(Exercise directions) Write each entry out again exactly, with nothing omitted.

(Supplied records)
——————

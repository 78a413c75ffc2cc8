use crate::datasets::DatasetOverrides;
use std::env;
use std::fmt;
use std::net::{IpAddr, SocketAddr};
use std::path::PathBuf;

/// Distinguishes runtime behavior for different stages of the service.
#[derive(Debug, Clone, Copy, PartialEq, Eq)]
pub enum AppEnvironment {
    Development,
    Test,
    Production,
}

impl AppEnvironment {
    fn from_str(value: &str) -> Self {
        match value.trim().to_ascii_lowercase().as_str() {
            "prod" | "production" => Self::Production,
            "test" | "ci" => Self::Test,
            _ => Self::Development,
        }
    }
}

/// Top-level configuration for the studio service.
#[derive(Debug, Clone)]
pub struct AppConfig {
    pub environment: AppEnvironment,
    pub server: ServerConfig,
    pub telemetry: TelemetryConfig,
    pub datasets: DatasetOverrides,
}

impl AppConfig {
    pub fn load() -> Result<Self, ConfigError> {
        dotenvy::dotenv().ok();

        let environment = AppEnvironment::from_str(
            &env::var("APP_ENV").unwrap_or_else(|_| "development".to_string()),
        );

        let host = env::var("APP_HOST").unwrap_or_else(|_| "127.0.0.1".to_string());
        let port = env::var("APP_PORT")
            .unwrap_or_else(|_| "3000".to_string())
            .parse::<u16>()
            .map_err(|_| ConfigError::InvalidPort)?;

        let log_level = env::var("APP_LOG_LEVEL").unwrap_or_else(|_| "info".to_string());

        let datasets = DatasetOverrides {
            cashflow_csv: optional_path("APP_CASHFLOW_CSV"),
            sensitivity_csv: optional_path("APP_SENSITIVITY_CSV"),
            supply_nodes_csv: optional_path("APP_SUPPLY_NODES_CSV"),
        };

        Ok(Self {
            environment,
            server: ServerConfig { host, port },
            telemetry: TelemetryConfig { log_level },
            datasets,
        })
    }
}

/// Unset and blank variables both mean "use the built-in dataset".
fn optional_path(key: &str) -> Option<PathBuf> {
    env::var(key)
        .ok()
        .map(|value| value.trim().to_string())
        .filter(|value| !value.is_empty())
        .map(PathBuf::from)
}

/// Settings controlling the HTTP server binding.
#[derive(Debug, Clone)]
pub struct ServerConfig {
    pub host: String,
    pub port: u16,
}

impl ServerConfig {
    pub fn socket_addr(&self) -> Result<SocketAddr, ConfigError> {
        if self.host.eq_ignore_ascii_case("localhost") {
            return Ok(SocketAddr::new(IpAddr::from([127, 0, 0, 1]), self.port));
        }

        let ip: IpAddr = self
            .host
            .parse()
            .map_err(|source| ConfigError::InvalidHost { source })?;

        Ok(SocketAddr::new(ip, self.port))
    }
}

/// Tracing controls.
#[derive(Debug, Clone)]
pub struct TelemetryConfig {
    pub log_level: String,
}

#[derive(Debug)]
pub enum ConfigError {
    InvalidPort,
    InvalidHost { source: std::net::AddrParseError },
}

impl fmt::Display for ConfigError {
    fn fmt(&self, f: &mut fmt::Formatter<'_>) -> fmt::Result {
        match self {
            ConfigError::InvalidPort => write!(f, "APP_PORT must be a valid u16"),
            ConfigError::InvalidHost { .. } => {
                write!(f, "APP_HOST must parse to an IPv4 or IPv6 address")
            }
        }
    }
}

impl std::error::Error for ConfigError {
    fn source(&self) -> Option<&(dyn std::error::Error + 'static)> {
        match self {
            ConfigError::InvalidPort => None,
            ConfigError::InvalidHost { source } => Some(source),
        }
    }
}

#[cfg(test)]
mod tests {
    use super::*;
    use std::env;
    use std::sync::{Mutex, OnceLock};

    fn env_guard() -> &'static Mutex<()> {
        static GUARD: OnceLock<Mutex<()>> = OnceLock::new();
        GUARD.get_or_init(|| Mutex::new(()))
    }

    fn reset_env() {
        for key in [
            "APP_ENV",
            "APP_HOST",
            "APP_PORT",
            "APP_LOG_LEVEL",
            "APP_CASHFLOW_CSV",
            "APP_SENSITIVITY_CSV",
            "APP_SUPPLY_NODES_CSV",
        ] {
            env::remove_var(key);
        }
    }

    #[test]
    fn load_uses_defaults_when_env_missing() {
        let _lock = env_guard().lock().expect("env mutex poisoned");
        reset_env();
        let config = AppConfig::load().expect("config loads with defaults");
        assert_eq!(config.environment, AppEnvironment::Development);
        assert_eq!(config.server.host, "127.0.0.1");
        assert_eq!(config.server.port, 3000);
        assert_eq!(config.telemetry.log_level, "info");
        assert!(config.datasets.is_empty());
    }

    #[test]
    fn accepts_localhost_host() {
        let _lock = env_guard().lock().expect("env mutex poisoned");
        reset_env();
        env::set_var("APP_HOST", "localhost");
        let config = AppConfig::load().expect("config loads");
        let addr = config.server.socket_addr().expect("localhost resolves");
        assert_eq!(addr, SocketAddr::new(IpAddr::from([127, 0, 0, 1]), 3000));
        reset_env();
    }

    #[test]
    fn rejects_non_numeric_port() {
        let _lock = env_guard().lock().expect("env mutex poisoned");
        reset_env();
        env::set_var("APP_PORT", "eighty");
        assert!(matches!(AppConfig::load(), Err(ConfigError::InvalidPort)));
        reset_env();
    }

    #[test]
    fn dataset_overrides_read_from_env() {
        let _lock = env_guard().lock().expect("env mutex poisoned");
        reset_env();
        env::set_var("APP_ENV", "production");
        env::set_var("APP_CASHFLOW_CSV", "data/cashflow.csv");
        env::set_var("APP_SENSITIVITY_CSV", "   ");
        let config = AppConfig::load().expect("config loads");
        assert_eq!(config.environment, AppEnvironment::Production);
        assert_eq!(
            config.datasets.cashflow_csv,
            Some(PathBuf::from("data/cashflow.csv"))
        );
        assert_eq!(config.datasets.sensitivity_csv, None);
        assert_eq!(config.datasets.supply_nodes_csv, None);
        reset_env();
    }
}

——————

(Written solution)
repository 78a413c75ffc2cc8
use crate::datasets::DatasetOverrides;
use std::env;
use std::fmt;
use std::net::{IpAddr, SocketAddr};
use std::path::PathBuf;

/// Distinguishes runtime behavior for different stages of the service.
#[derive(Debug, Clone, Copy, PartialEq, Eq)]
pub enum AppEnvironment {
    Development,
    Test,
    Production,
}

impl AppEnvironment {
    fn from_str(value: &str) -> Self {
        match value.trim().to_ascii_lowercase().as_str() {
            "prod" | "production" => Self::Production,
            "test" | "ci" => Self::Test,
            _ => Self::Development,
        }
    }
}

/// Top-level configuration for the studio service.
#[derive(Debug, Clone)]
pub struct AppConfig {
    pub environment: AppEnvironment,
    pub server: ServerConfig,
    pub telemetry: TelemetryConfig,
    pub datasets: DatasetOverrides,
}

impl AppConfig {
    pub fn load() -> Result<Self, ConfigError> {
        dotenvy::dotenv().ok();

        let environment = AppEnvironment::from_str(
            &env::var("APP_ENV").unwrap_or_else(|_| "development".to_string()),
        );

        let host = env::var("APP_HOST").unwrap_or_else(|_| "127.0.0.1".to_string());
        let port = env::var("APP_PORT")
            .unwrap_or_else(|_| "3000".to_string())
            .parse::<u16>()
            .map_err(|_| ConfigError::InvalidPort)?;

        let log_level = env::var("APP_LOG_LEVEL").unwrap_or_else(|_| "info".to_string());

        let datasets = DatasetOverrides {
            cashflow_csv: optional_path("APP_CASHFLOW_CSV"),
            sensitivity_csv: optional_path("APP_SENSITIVITY_CSV"),
            supply_nodes_csv: optional_path("APP_SUPPLY_NODES_CSV"),
        };

        Ok(Self {
            environment,
            server: ServerConfig { host, port },
            telemetry: TelemetryConfig { log_level },
            datasets,
        })
    }
}

/// Unset and blank variables both mean "use the built-in dataset".
fn optional_path(key: &str) -> Option<PathBuf> {
    env::var(key)
        .ok()
        .map(|value| value.trim().to_string())
        .filter(|value| !value.is_empty())
        .map(PathBuf::from)
}

/// Settings controlling the HTTP server binding.
#[derive(Debug, Clone)]
pub struct ServerConfig {
    pub host: String,
    pub port: u16,
}

impl ServerConfig {
    pub fn socket_addr(&self) -> Result<SocketAddr, ConfigError> {
        if self.host.eq_ignore_ascii_case("localhost") {
            return Ok(SocketAddr::new(IpAddr::from([127, 0, 0, 1]), self.port));
        }

        let ip: IpAddr = self
            .host
            .parse()
            .map_err(|source| ConfigError::InvalidHost { source })?;

        Ok(SocketAddr::new(ip, self.port))
    }
}

/// Tracing controls.
#[derive(Debug, Clone)]
pub struct TelemetryConfig {
    pub log_level: String,
}

#[derive(Debug)]
pub enum ConfigError {
    InvalidPort,
    InvalidHost { source: std::net::AddrParseError },
}

impl fmt::Display for ConfigError {
    fn fmt(&self, f: &mut fmt::Formatter<'_>) -> fmt::Result {
        match self {
            ConfigError::InvalidPort => write!(f, "APP_PORT must be a valid u16"),
            ConfigError::InvalidHost { .. } => {
                write!(f, "APP_HOST must parse to an IPv4 or IPv6 address")
            }
        }
    }
}

impl std::error::Error for ConfigError {
    fn source(&self) -> Option<&(dyn std::error::Error + 'static)> {
        match self {
            ConfigError::InvalidPort => None,
            ConfigError::InvalidHost { source } => Some(source),
        }
    }
}

#[cfg(test)]
mod tests {
    use super::*;
    use std::env;
    use std::sync::{Mutex, OnceLock};

    fn env_guard() -> &'static Mutex<()> {
        static GUARD: OnceLock<Mutex<()>> = OnceLock::new();
        GUARD.get_or_init(|| Mutex::new(()))
    }

    fn reset_env() {
        for key in [
            "APP_ENV",
            "APP_HOST",
            "APP_PORT",
            "APP_LOG_LEVEL",
            "APP_CASHFLOW_CSV",
            "APP_SENSITIVITY_CSV",
            "APP_SUPPLY_NODES_CSV",
        ] {
            env::remove_var(key);
        }
    }

    #[test]
    fn load_uses_defaults_when_env_missing() {
        let _lock = env_guard().lock().expect("env mutex poisoned");
        reset_env();
        let config = AppConfig::load().expect("config loads with defaults");
        assert_eq!(config.environment, AppEnvironment::Development);
        assert_eq!(config.server.host, "127.0.0.1");
        assert_eq!(config.server.port, 3000);
        assert_eq!(config.telemetry.log_level, "info");
        assert!(config.datasets.is_empty());
    }

    #[test]
    fn accepts_localhost_host() {
        let _lock = env_guard().lock().expect("env mutex poisoned");
        reset_env();
        env::set_var("APP_HOST", "localhost");
        let config = AppConfig::load().expect("config loads");
        let addr = config.server.socket_addr().expect("localhost resolves");
        assert_eq!(addr, SocketAddr::new(IpAddr::from([127, 0, 0, 1]), 3000));
        reset_env();
    }

    #[test]
    fn rejects_non_numeric_port() {
        let _lock = env_guard().lock().expect("env mutex poisoned");
        reset_env();
        env::set_var("APP_PORT", "eighty");
        assert!(matches!(AppConfig::load(), Err(ConfigError::InvalidPort)));
        reset_env();
    }

    #[test]
    fn dataset_overrides_read_from_env() {
        let _lock = env_guard().lock().expect("env mutex poisoned");
        reset_env();
        env::set_var("APP_ENV", "production");
        env::set_var("APP_CASHFLOW_CSV", "data/cashflow.csv");
        env::set_var("APP_SENSITIVITY_CSV", "   ");
        let config = AppConfig::load().expect("config loads");
        assert_eq!(config.environment, AppEnvironment::Production);
        assert_eq!(
            config.datasets.cashflow_csv,
            Some(PathBuf::from("data/cashflow.csv"))
        );
        assert_eq!(config.datasets.sensitivity_csv, None);
        assert_eq!(config.datasets.supply_nodes_csv, None);
        reset_env();
    }
}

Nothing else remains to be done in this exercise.